Kinnaird Clan History
Originates in the barony of the same name in Perthshire. The first of the name on record is Radulphus Ruffus who received a charter of the lands from William the Lion around 1180. There is a record of a royal confirmation (1204 – 1214) of a grant by Richard of Kinnaird, grandson of Radulphus. Rauf de Kynard signed the Ragman Roll, pledging his allegiance to Edward I of England at Kincardine in 1296, and Richard de Kynnard of Fife rendered homage to the English king in the same year.

William de Kynnard was a notary of St. Andrews diocese in 1430, Thomas de Kynnard was a charter in 1431,and Andrew de Kynharde was a charter witness in Dundee in 1435.

Alan de Kynnard granted a charter of the lands of Hill in 1449, and William Kynnard of that Ilk is mentioned in 1546.

Charles II knighted George Kinnaird of Inchture for his loyalty during the civil wars, and then went on to make him Lord Kinnaird of Inchture in 1682.

The third Lord Kinnaird, Patrick, was very open about his opposition towards the unification of the Scottish and English parliaments in 1707, before his death in 1715.

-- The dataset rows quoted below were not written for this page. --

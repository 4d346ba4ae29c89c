//! CT窗宽窗位预设

use serde::Serialize;

/// 窗宽窗位
#[derive(Debug, Clone, Copy, PartialEq, Serialize)]
pub struct WindowPreset {
    pub name: &'static str,
    pub center: f64,
    pub width: f64,
}

impl WindowPreset {
    pub const LUNG: WindowPreset = WindowPreset { name: "Lung", center: -600.0, width: 1500.0 };
    pub const MEDIASTINUM: WindowPreset = WindowPreset { name: "Mediastinum", center: 50.0, width: 350.0 };
    pub const BONE: WindowPreset = WindowPreset { name: "Bone", center: 300.0, width: 2000.0 };
    pub const SOFT_TISSUE: WindowPreset = WindowPreset { name: "Soft Tissue", center: 40.0, width: 400.0 };

    /// 按名称查找内置预设（忽略大小写）
    pub fn by_name(name: &str) -> Option<WindowPreset> {
        CT_PRESETS
            .iter()
            .copied()
            .find(|preset| preset.name.eq_ignore_ascii_case(name.trim()))
    }

    /// 窗口显示范围 (下限, 上限)
    pub fn range(&self) -> (f64, f64) {
        (self.center - self.width / 2.0, self.center + self.width / 2.0)
    }
}

/// 胸部CT常用预设，肺窗在前
pub const CT_PRESETS: [WindowPreset; 4] = [
    WindowPreset::LUNG,
    WindowPreset::MEDIASTINUM,
    WindowPreset::BONE,
    WindowPreset::SOFT_TISSUE,
];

George Kinnaird (1754-1805), the seventh Lord, was a representative peer in the House of Lords, and his brother was friends with noted poets Percy Shelley and Lord Byron, and he also helped to manage Drury Lane Theatre in London.

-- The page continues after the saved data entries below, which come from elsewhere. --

//! 上传文件存储管理

use nodule_core::utils::is_safe_path_segment;
use nodule_core::{NoduleError, Result};
use serde::Serialize;
use std::path::{Path, PathBuf};
use tracing::{debug, info, warn};

/// 上传文件对外访问的URL前缀
pub const UPLOADS_URL_PREFIX: &str = "/uploads";

/// 已写入磁盘的文件
#[derive(Debug, Clone, PartialEq, Serialize)]
pub struct StoredFile {
    pub file_name: String,
    pub url_path: String,
    pub disk_path: PathBuf,
}

/// 上传目录管理器，每个检查一个子目录
#[derive(Debug, Clone)]
pub struct UploadStore {
    root: PathBuf,
}

impl UploadStore {
    pub fn new<P: Into<PathBuf>>(root: P) -> Self {
        Self { root: root.into() }
    }

    pub fn root(&self) -> &Path {
        &self.root
    }

    /// 创建上传根目录
    pub async fn init(&self) -> Result<()> {
        tokio::fs::create_dir_all(&self.root).await.map_err(|e| {
            NoduleError::Storage(format!("Cannot create uploads dir {}: {}", self.root.display(), e))
        })?;
        info!("Uploads directory ready: {}", self.root.display());
        Ok(())
    }

    /// 检查目录路径
    pub fn study_dir(&self, study_id: &str) -> Result<PathBuf> {
        ensure_safe(study_id, "study_id")?;
        Ok(self.root.join(study_id))
    }

    /// 写入文件到检查目录，文件名只保留最后一级
    pub async fn store_file(&self, study_id: &str, file_name: &str, bytes: &[u8]) -> Result<StoredFile> {
        let dir = self.study_dir(study_id)?;
        let file_name = upload_file_name(file_name)?;

        tokio::fs::create_dir_all(&dir).await?;
        let disk_path = dir.join(&file_name);
        tokio::fs::write(&disk_path, bytes).await?;

        debug!("Stored {} ({} bytes) for study {}", file_name, bytes.len(), study_id);
        Ok(StoredFile {
            url_path: url_path(study_id, &file_name),
            file_name,
            disk_path,
        })
    }

    /// 删除检查目录，返回目录之前是否存在
    pub async fn remove_study_dir(&self, study_id: &str) -> Result<bool> {
        let dir = self.study_dir(study_id)?;
        match tokio::fs::remove_dir_all(&dir).await {
            Ok(()) => {
                info!("Removed uploads folder for study {}", study_id);
                Ok(true)
            }
            Err(e) if e.kind() == std::io::ErrorKind::NotFound => Ok(false),
            Err(e) => Err(NoduleError::Storage(format!(
                "Cannot remove {}: {}",
                dir.display(),
                e
            ))),
        }
    }

    /// 上传根目录下以指定前缀开头的检查目录，按名称排序
    pub async fn seed_folders(&self, prefix: &str) -> Result<Vec<String>> {
        let mut folders = Vec::new();
        let mut entries = match tokio::fs::read_dir(&self.root).await {
            Ok(entries) => entries,
            Err(e) if e.kind() == std::io::ErrorKind::NotFound => {
                warn!("Uploads directory {} does not exist", self.root.display());
                return Ok(folders);
            }
            Err(e) => return Err(e.into()),
        };

        while let Some(entry) = entries.next_entry().await? {
            if !entry.file_type().await?.is_dir() {
                continue;
            }
            if let Some(name) = entry.file_name().to_str() {
                if name.starts_with(prefix) && is_safe_path_segment(name) {
                    folders.push(name.to_string());
                }
            }
        }

        folders.sort();
        Ok(folders)
    }

    /// 检查目录下的 .dcm 文件名，按名称排序
    pub async fn list_dicom_files(&self, study_id: &str) -> Result<Vec<String>> {
        let dir = self.study_dir(study_id)?;
        let mut files = Vec::new();
        let mut entries = match tokio::fs::read_dir(&dir).await {
            Ok(entries) => entries,
            Err(e) if e.kind() == std::io::ErrorKind::NotFound => return Ok(files),
            Err(e) => return Err(e.into()),
        };

        while let Some(entry) = entries.next_entry().await? {
            if !entry.file_type().await?.is_file() {
                continue;
            }
            if let Some(name) = entry.file_name().to_str() {
                if name.to_ascii_lowercase().ends_with(".dcm") {
                    files.push(name.to_string());
                }
            }
        }

        files.sort();
        Ok(files)
    }

    /// 将 `/uploads/<study>/<file>` 形式的URL路径解析为磁盘路径
    pub fn resolve_url_path(&self, url_path: &str) -> Result<PathBuf> {
        let relative = url_path
            .strip_prefix(UPLOADS_URL_PREFIX)
            .map(|rest| rest.trim_start_matches('/'))
            .ok_or_else(|| NoduleError::Validation(format!("Not an uploads path: {}", url_path)))?;

        let mut path = self.root.clone();
        for segment in relative.split('/') {
            ensure_safe(segment, "path segment")?;
            path.push(segment);
        }
        Ok(path)
    }
}

/// 检查文件的URL路径
pub fn url_path(study_id: &str, file_name: &str) -> String {
    format!("{}/{}/{}", UPLOADS_URL_PREFIX, study_id, file_name)
}

/// 上传文件最终使用的文件名：只保留最后一级，且必须是安全的路径段
pub fn upload_file_name(file_name: &str) -> Result<String> {
    let name = base_name(file_name);
    ensure_safe(&name, "file name")?;
    Ok(name)
}

fn base_name(file_name: &str) -> String {
    file_name
        .rsplit(['/', '\\'])
        .next()
        .unwrap_or(file_name)
        .trim()
        .to_string()
}

fn ensure_safe(segment: &str, what: &str) -> Result<()> {
    if is_safe_path_segment(segment) {
        Ok(())
    } else {
        warn!("Rejected unsafe {}: {:?}", what, segment);
        Err(NoduleError::Validation(format!("Invalid {}: {:?}", what, segment)))
    }
}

Arthur Kinnaird, the 11th Lord Kinnaird, born in 1847, was a prominent figure in the early years of the Football Association having been a committeeman, treasurer, and for 33 years, the president. He was also a player of the sport, and has appeared in a record nine F.A. Cup finals.

Outwith football, he was also the president of the English Y.M.C.A., a director of Barclays Bank, and was Lord High Commissioner to the General Assembly of the Church of Scotland between 1907 and 1909.